Août a mauvaise réputation dans l’immobilier. C’est pourtant l’un des moments de l’année où les acheteurs ont le plus de pouvoir de négociation, pour une raison simple : les vendeurs, eux, restent pressés de conclure.

Chaque été, une partie des acheteurs lève le pied. Les visites se raréfient, beaucoup repoussent leur projet à la rentrée. C’est précisément dans ce vide que se joue une opportunité que peu d’acquéreurs exploitent réellement.
📝 L’essentiel à retenir :
- Les marges de négociation atteignent désormais 5,2 % en moyenne nationale, en hausse de 0,4 point sur un an.
- Près de 9 ventes sur 10 donnent aujourd’hui lieu à une négociation entre vendeur et acquéreur.
- Un bien encore en ligne en plein été cache souvent un vendeur pressé de conclure, pas nécessairement un mauvais bien.
Moins d’acheteurs en face, un vendeur pressé : le rapport de force penche du bon côté
Là où une annonce attirait dix visites en mai, elle en attire trois en juillet ou en août. Une grande partie des acheteurs particuliers part en vacances ou décide d’attendre septembre « pour y voir plus clair ». Côté vendeurs, la dynamique est inverse : ceux qui mettent en vente en plein été ont presque toujours une bonne raison de vouloir conclure vite, mutation professionnelle, succession, séparation, ou simplement un bien qui traîne depuis le printemps.

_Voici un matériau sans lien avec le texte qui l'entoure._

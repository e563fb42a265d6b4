//! `tracing` subscriber setup.

use tracing_subscriber::EnvFilter;

/// Crates whose level follows the verbose flag.
const OWN_CRATES: [&str; 9] = [
    "bucketdrop",
    "bucketdrop_auth",
    "bucketdrop_config",
    "bucketdrop_debounce",
    "bucketdrop_notifier",
    "bucketdrop_pipeline",
    "bucketdrop_stability",
    "bucketdrop_store",
    "bucketdrop_watcher",
];

/// Default filter when `RUST_LOG` is not set.
///
/// Dependencies stay at `warn`; our own crates log at `info`, or `debug`
/// when verbose.
pub fn default_directives(verbose: bool) -> String {
    let level = if verbose { "debug" } else { "info" };
    let mut directives = vec!["warn".to_string()];
    directives.extend(OWN_CRATES.iter().map(|c| format!("{c}={level}")));
    directives.join(",")
}

pub fn init(verbose: bool) {
    let filter = EnvFilter::try_from_default_env()
        .unwrap_or_else(|_| EnvFilter::new(default_directives(verbose)));
    tracing_subscriber::fmt().with_env_filter(filter).init();
}
fn main() {
    println!("Run `cargo test -p end-to-end` to execute the end-to-end scenarios.");
}

#[cfg(test)]
mod tests {
    use std::path::{Path, PathBuf};
    use std::sync::{Arc, Mutex};
    use std::time::Duration;

    use bucketdrop_auth::{AuthSelector, MemoryCredentialStore};
    use bucketdrop_config::{Backend, Config};
    use bucketdrop_debounce::{Debouncer, OnFireFn};
    use bucketdrop_notifier::MemoryNotifier;
    use bucketdrop_pipeline::{Outcome, UploadPipeline};
    use bucketdrop_store::LocalConnector;
    use bucketdrop_watcher::{DirectoryWatcher, scan_existing};
    use tokio::time::Instant;

    const BUCKET: &str = "drop-zone";

    /// A watched folder, a local "bucket" root and the pipeline between them.
    struct Harness {
        source: tempfile::TempDir,
        remote: tempfile::TempDir,
        notifier: Arc<MemoryNotifier>,
        pipeline: Arc<UploadPipeline>,
        /// Every pipeline run: (path, start time, outcome).
        runs: Arc<Mutex<Vec<(PathBuf, Instant, Outcome)>>>,
    }

    impl Harness {
        fn new(stability_window: Duration) -> Self {
            let source = tempfile::tempdir().unwrap();
            let remote = tempfile::tempdir().unwrap();

            let mut config = Config::new(source.path(), BUCKET);
            config.stability_window = stability_window;
            config.stability_poll = Duration::from_millis(20);
            config.backend = Backend::Local {
                root: remote.path().to_path_buf(),
            };
            config.validate().unwrap();

            let notifier = Arc::new(MemoryNotifier::new());
            let selector = AuthSelector::new(
                Arc::new(MemoryCredentialStore::default()),
                &config.credential_service,
                &config.credential_account,
                None,
            );
            let pipeline = Arc::new(UploadPipeline::new(
                Arc::new(config),
                selector,
                Arc::new(LocalConnector::new(remote.path())),
                notifier.clone(),
            ));

            Self {
                source,
                remote,
                notifier,
                pipeline,
                runs: Arc::new(Mutex::new(Vec::new())),
            }
        }

        fn debouncer(&self, window: Duration) -> Debouncer {
            let pipeline = Arc::clone(&self.pipeline);
            let runs = Arc::clone(&self.runs);
            let on_fire: OnFireFn = Arc::new(move |path: PathBuf| {
                let pipeline = Arc::clone(&pipeline);
                let runs = Arc::clone(&runs);
                Box::pin(async move {
                    let started = Instant::now();
                    let outcome = pipeline.run(&path).await;
                    runs.lock().unwrap().push((path, started, outcome));
                })
            });
            Debouncer::new(window, on_fire)
        }

        fn local(&self, name: &str) -> PathBuf {
            self.source.path().join(name)
        }

        fn remote_object(&self, name: &str) -> PathBuf {
            self.remote.path().join(BUCKET).join(name)
        }

        fn runs(&self) -> Vec<(PathBuf, Instant, Outcome)> {
            self.runs.lock().unwrap().clone()
        }
    }

    async fn wait_for(path: &Path, limit: Duration) -> bool {
        let deadline = Instant::now() + limit;
        while Instant::now() < deadline {
            if path.exists() {
                return true;
            }
            tokio::time::sleep(Duration::from_millis(20)).await;
        }
        path.exists()
    }

    #[tokio::test]
    async fn startup_scan_uploads_existing_file() {
        let h = Harness::new(Duration::from_millis(100));
        std::fs::write(h.local("report.csv"), b"id,total\n1,42\n").unwrap();
        std::fs::create_dir(h.local("archive")).unwrap();

        let debouncer = h.debouncer(Duration::from_secs(1));
        for path in scan_existing(h.source.path()).unwrap() {
            debouncer.fire_now(path);
        }
        assert!(debouncer.drain(Duration::from_secs(10)).await);

        let runs = h.runs();
        assert_eq!(runs.len(), 1);
        assert!(matches!(&runs[0].2, Outcome::Uploaded { object, .. } if object.name == "report.csv"));
        assert_eq!(
            std::fs::read(h.remote_object("report.csv")).unwrap(),
            b"id,total\n1,42\n"
        );
        assert!(!h.local("report.csv").exists());
        assert!(h.local("archive").is_dir());

        let sent = h.notifier.sent();
        assert_eq!(sent.len(), 1);
        assert_eq!(sent[0].title, "File Uploaded");
        assert!(sent[0].message.contains("report.csv"));
    }

    #[tokio::test]
    async fn rapid_writes_collapse_into_one_upload() {
        let h = Harness::new(Duration::from_millis(40));
        let debounce = Duration::from_millis(200);
        let debouncer = h.debouncer(debounce);
        let path = h.local("log.txt");

        let mut last_write = Instant::now();
        for line in ["one\n", "two\n", "three\n"] {
            let mut body = std::fs::read(&path).unwrap_or_default();
            body.extend_from_slice(line.as_bytes());
            std::fs::write(&path, body).unwrap();
            last_write = Instant::now();
            debouncer.notify(path.clone());
            tokio::time::sleep(Duration::from_millis(50)).await;
        }

        assert!(wait_for(&h.remote_object("log.txt"), Duration::from_secs(5)).await);
        assert!(debouncer.drain(Duration::from_secs(5)).await);

        let runs = h.runs();
        assert_eq!(runs.len(), 1, "expected exactly one attempt");
        let delay = runs[0].1 - last_write;
        assert!(delay >= debounce, "fired after {delay:?}");
        assert!(delay < debounce + Duration::from_millis(500), "fired after {delay:?}");
        assert_eq!(
            std::fs::read(h.remote_object("log.txt")).unwrap(),
            b"one\ntwo\nthree\n"
        );
    }

    #[tokio::test]
    async fn file_already_in_bucket_is_not_reuploaded() {
        let h = Harness::new(Duration::ZERO);
        std::fs::create_dir_all(h.remote.path().join(BUCKET)).unwrap();
        std::fs::write(h.remote_object("dup.bin"), b"original").unwrap();
        std::fs::write(h.local("dup.bin"), b"changed locally").unwrap();

        let outcome = h.pipeline.run(&h.local("dup.bin")).await;

        assert!(matches!(outcome, Outcome::SkippedExisting { .. }));
        assert_eq!(std::fs::read(h.remote_object("dup.bin")).unwrap(), b"original");
        assert!(!h.local("dup.bin").exists());
        assert_eq!(h.notifier.titles(), vec!["File Existed"]);
    }

    #[tokio::test]
    async fn watched_file_flows_through_to_bucket() {
        let h = Harness::new(Duration::from_millis(50));
        let debouncer = Arc::new(h.debouncer(Duration::from_millis(100)));
        let mut watcher = DirectoryWatcher::new(h.source.path()).unwrap();

        let feeder = {
            let debouncer = Arc::clone(&debouncer);
            tokio::spawn(async move {
                while let Ok(event) = watcher.next().await {
                    debouncer.notify(event.path);
                }
            })
        };

        std::fs::write(h.local("incoming.txt"), b"hello bucket").unwrap();

        assert!(wait_for(&h.remote_object("incoming.txt"), Duration::from_secs(10)).await);
        feeder.abort();
        assert!(debouncer.drain(Duration::from_secs(5)).await);

        assert_eq!(
            std::fs::read(h.remote_object("incoming.txt")).unwrap(),
            b"hello bucket"
        );
        assert!(!h.local("incoming.txt").exists());
        assert!(h.notifier.titles().contains(&"File Uploaded".to_string()));
    }
}
//! Command-line surface.

use std::path::PathBuf;

use bucketdrop_config::{BackendKind, Overrides};
use clap::Parser;

/// Reverse-DNS identifier reported by `--version`.
pub const BUNDLE_ID: &str = match option_env!("BUCKETDROP_BUNDLE_ID") {
    Some(id) => id,
    None => "dev.bucketdrop.daemon",
};

/// Watch a folder and move finished files into a cloud storage bucket.
#[derive(Debug, Parser)]
#[command(name = "bucketdrop", disable_version_flag = true)]
pub struct Cli {
    /// Folder to monitor for files
    #[arg(long, value_name = "DIR")]
    pub source: Option<PathBuf>,

    /// Destination bucket name
    #[arg(long)]
    pub bucket: Option<String>,

    /// Project billed for storage requests
    #[arg(long)]
    pub project: Option<String>,

    /// Service account to impersonate when no key is stored
    #[arg(long = "impersonate-sa", value_name = "EMAIL")]
    pub impersonate_sa: Option<String>,

    /// Log every state transition and skip decision
    #[arg(long, short)]
    pub verbose: bool,

    /// TOML configuration file
    #[arg(long, value_name = "FILE")]
    pub config: Option<PathBuf>,

    /// Quiet period after the last change before a file is processed
    #[arg(long, value_name = "MS")]
    pub debounce_ms: Option<u64>,

    /// How long a file's size must hold before it counts as written
    #[arg(long, value_name = "MS")]
    pub stability_window_ms: Option<u64>,

    /// How often the file size is sampled
    #[arg(long, value_name = "MS")]
    pub stability_poll_ms: Option<u64>,

    /// Object store backend
    #[arg(long, value_name = "gcs|local")]
    pub backend: Option<BackendKind>,

    /// Root directory for the local backend
    #[arg(long, value_name = "DIR")]
    pub local_root: Option<PathBuf>,

    /// Disable desktop notifications
    #[arg(long)]
    pub no_notifications: bool,

    /// Store a service account JSON key in the credential store and exit
    #[arg(long, value_name = "FILE")]
    pub set_sa_key_path: Option<PathBuf>,

    /// Print version and build information
    #[arg(long)]
    pub version: bool,
}

impl Cli {
    pub fn overrides(&self) -> Overrides {
        Overrides {
            source: self.source.clone(),
            bucket: self.bucket.clone(),
            project: self.project.clone(),
            impersonate_service_account: self.impersonate_sa.clone(),
            verbose: self.verbose,
            debounce_ms: self.debounce_ms,
            stability_window_ms: self.stability_window_ms,
            stability_poll_ms: self.stability_poll_ms,
            backend: self.backend,
            local_root: self.local_root.clone(),
            no_notifications: self.no_notifications,
        }
    }
}

pub fn version_text() -> String {
    format!(
        "bucketdrop {}\nBuild time: {}\nBundle identifier: {}",
        env!("CARGO_PKG_VERSION"),
        option_env!("BUCKETDROP_BUILD_TIME").unwrap_or("unknown"),
        BUNDLE_ID,
    )
}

Ce que confirment les derniers chiffres du marché
Après un début d’année 2026 encourageant, le réseau Laforêt a confirmé un net ralentissement de l’activité dès le deuxième trimestre. La demande a reculé de 3 % à l’échelle nationale, les délais de vente s’allongent désormais à 101 jours en moyenne, cinq jours de plus qu’il y a un an. Une conjoncture qui, mécaniquement, redonne du pouvoir aux acheteurs prêts à se positionner rapidement.
Des marges de négociation en nette hausse
Selon Laforêt, ces marges atteignent désormais 5,2 % au niveau national, et peuvent grimper jusqu’à 10 à 15 % pour les biens les plus énergivores, classés F ou G, qui nécessitent d’importants travaux de rénovation.
Des taux de crédit qui restent une inconnue
Les taux de crédit immobilier se maintiennent autour de 3,2 à 3,5 % sur 20 ans à l’échelle nationale, un niveau jugé stable pour l’instant, même si plusieurs observateurs anticipent une possible remontée après l’été, ce qui incite certains acheteurs déjà décidés à ne pas trop tarder.
Le profil du bien qui cache une vraie opportunité
Un bien resté en ligne depuis avril ou mai et toujours disponible en été est rarement un mauvais bien : c’est souvent un bien mal présenté au départ, mal estimé, ou pénalisé par un diagnostic de performance énergétique qui a fait fuir les acheteurs pressés du printemps. Exactement le type de dossier sur lequel une négociation sérieuse peut faire baisser le prix de plusieurs dizaines de milliers d’euros.
Le paradoxe de l’été immobilier
Les professionnels résument bien la situation : l’été n’est pas une période creuse, c’est une période déséquilibrée. Un déséquilibre qui profite presque toujours au même camp, celui des acheteurs qui ont fait leurs calculs à l’avance, ont mis de côté les bonnes pratiques de gestion de budget pour sécuriser leur apport, et qui restent joignables pendant que la concurrence est en vacances. Certains n’hésitent d’ailleurs pas à ressortir de vieux livrets ou comptes oubliés pour compléter leur mise de départ, quand l’argent, autrefois source de tension dans le couple, devient soudain un levier de négociation.